Evrimciler suda yaşayan canlıların zaman içinde evrim geçirip kara canlılarına dönüştüğünü iddia etmektedirler. Bu iddialarını doğrulayabilmek için de hem kara canlılarına hem de su içinde yaşayan canlılara benzer özelliklere sahip olan her canlıyı, bir ara geçiş formu olarak sunarlar. Ichthyostega da evrimcilerin ara form olarak göstermek istedikleri Devon döneminde yaşamış bir tür deniz canlısıdır. Suda yaşamak için yaratılmış bu canlının evrimciler tarafından balıklar ve amfibiyenler arasında yaşamış bir ara form olarak görülmesinin tek nedeni yüzgeç yapısının karada yürüyebilen ilkel bir ayak modeline benzetilmesidir. Ancak bu asılsız iddianın hiçbir bilimsel geçerliliği yoktur çünkü günümüzde de yarasa gibi uçabilen memeliler, Platypus gibi yumurtlayan memeliler, balina, yunus gibi suda yaşayan memeliler vardır.
Aynı şekilde geçmişte de bu tür canlılar yaşamıştır. "Ichthyostega" olarak anılan bu canlılar da yunuslar gibi denizde yaşamışlardır. Fakat bu canlının ara geçiş formu olduğunu göstermez, aksine orijinal ve sabit bir tür olduğunu gösterir. Aslında bunların ara geçiş formu olarak öne sürülmesinin evrim teorisine göre de rasyonel bir temeli yoktur. Günümüzde sözü edilen tüm sözde ara geçiş formları, işte bu tür çarpıtmaların birer ürünüdürler. Evrimcilere göre ayaklar kullanılarak yapılan ilk hareket, sığ sulak alanların dip kısımlarında yürüyen amfibiyen benzeri canlılar tarafından gerçekleştirilmişti. Cœlacanth balığının da dahil olduğu bu balıklar ise, uzunca bir süre bu yürüyüş biçimiyle hareket eden bir ara geçiş formu olarak tanımlanmışlardı. Evrimciler Cœlecanth'ın da zaman içerisinde evrim geçirerek bir amfibiyen olan Ichthyostega'ya dönüştüğünü iddia ediyorlardı. Ancak bu tamamen asılsız bir senaryoydu. Ünlü Nature dergisisinin editörü Henry Gee bile bir evrimci olmasına karşın Ichthyostega hakkındaki yanlış ve ön yargılı yaklaşımlar hakkında şu itirafı yapmıştı:
Ichthyostega'nın balıklarla son tetrapodlar arasında kayıp bir halka olduğu iddiası, önyargılarımız hakkında, üzerinde çalışmamız gereken yaratık hakkında olduğundan daha çok şey açığa çıkarmakta.

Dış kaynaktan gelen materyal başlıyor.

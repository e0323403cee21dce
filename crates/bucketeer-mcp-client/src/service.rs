// crates/bucketeer-mcp-client/src/service.rs
// ============================================================================
// Module: Feature Flag Service
// Description: Operation seam between the dispatcher and the transport.
// Purpose: Let dispatch run against the real client or a test double.
// Dependencies: bucketeer-mcp-core, serde, serde_json
// ============================================================================

//! ## Overview
//! One method per remote call. Archive has no method of its own: it is an
//! update whose payload forces `archived = true`. Implementations must
//! return already-mapped [`OperationError`] values.

// ============================================================================
// SECTION: Imports
// ============================================================================

use bucketeer_mcp_core::CreateFeaturePayload;
use bucketeer_mcp_core::GetFeatureQuery;
use bucketeer_mcp_core::ListFeaturesQuery;
use bucketeer_mcp_core::OperationError;
use bucketeer_mcp_core::UpdateFeaturePayload;
use serde::Deserialize;
use serde::Serialize;
use serde_json::Value;

// ============================================================================
// SECTION: Responses
// ============================================================================

/// Page of features returned by `GET /v1/features`.
#[derive(Debug, Clone, Default, PartialEq, Serialize, Deserialize)]
#[serde(rename_all = "camelCase")]
pub struct ListFeaturesResponse {
    /// Raw feature documents, unmodified.
    #[serde(default)]
    pub features: Vec<Value>,
    /// Cursor for the next page.
    #[serde(default)]
    pub cursor: Option<String>,
    /// Total matching features; the service may encode it as a string.
    #[serde(default)]
    pub total_count: Option<Value>,
}

/// Single feature returned by create, get, and update.
#[derive(Debug, Clone, PartialEq, Serialize, Deserialize)]
pub struct FeatureResponse {
    /// Raw feature document, unmodified.
    pub feature: Value,
}

// ============================================================================
// SECTION: Service Trait
// ============================================================================

/// Remote feature-flag operations.
pub trait FeatureFlagService: Send + Sync {
    /// Lists features matching the query.
    ///
    /// # Errors
    ///
    /// Returns [`OperationError`] when the call fails.
    fn list_features(&self, query: &ListFeaturesQuery)
    -> Result<ListFeaturesResponse, OperationError>;

    /// Creates a feature.
    ///
    /// # Errors
    ///
    /// Returns [`OperationError`] when the call fails.
    fn create_feature(
        &self,
        payload: &CreateFeaturePayload,
    ) -> Result<FeatureResponse, OperationError>;

    /// Fetches a single feature.
    ///
    /// # Errors
    ///
    /// Returns [`OperationError`] when the call fails.
    fn get_feature(&self, query: &GetFeatureQuery) -> Result<FeatureResponse, OperationError>;

    /// Applies a partial update.
    ///
    /// # Errors
    ///
    /// Returns [`OperationError`] when the call fails.
    fn update_feature(
        &self,
        payload: &UpdateFeaturePayload,
    ) -> Result<FeatureResponse, OperationError>;
}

Bu durum, gerçek bizim hayal edebildiğimizden çok daha geniş, sıra dışı ve farklı olabilecekken, bizim bu gerçek hakkında kendi kısıtlı deneyimimize dayalı ne kadar dar bir görüş ortaya koyduğumuzu göstermektedir.227
Yukarıdaki itiraftan da anlaşıldığı gibi sudan karaya geçiş iddiasını gösterebilecek tek bir somut delil bile yoktur. Bu gerçek Cœlecanth'ın bulunmasıyla da ortaya çıkmış ve evrimcilerin kurdukları senaryoların hayal ürünü olduğu bir kez daha ortaya çıkmıştır.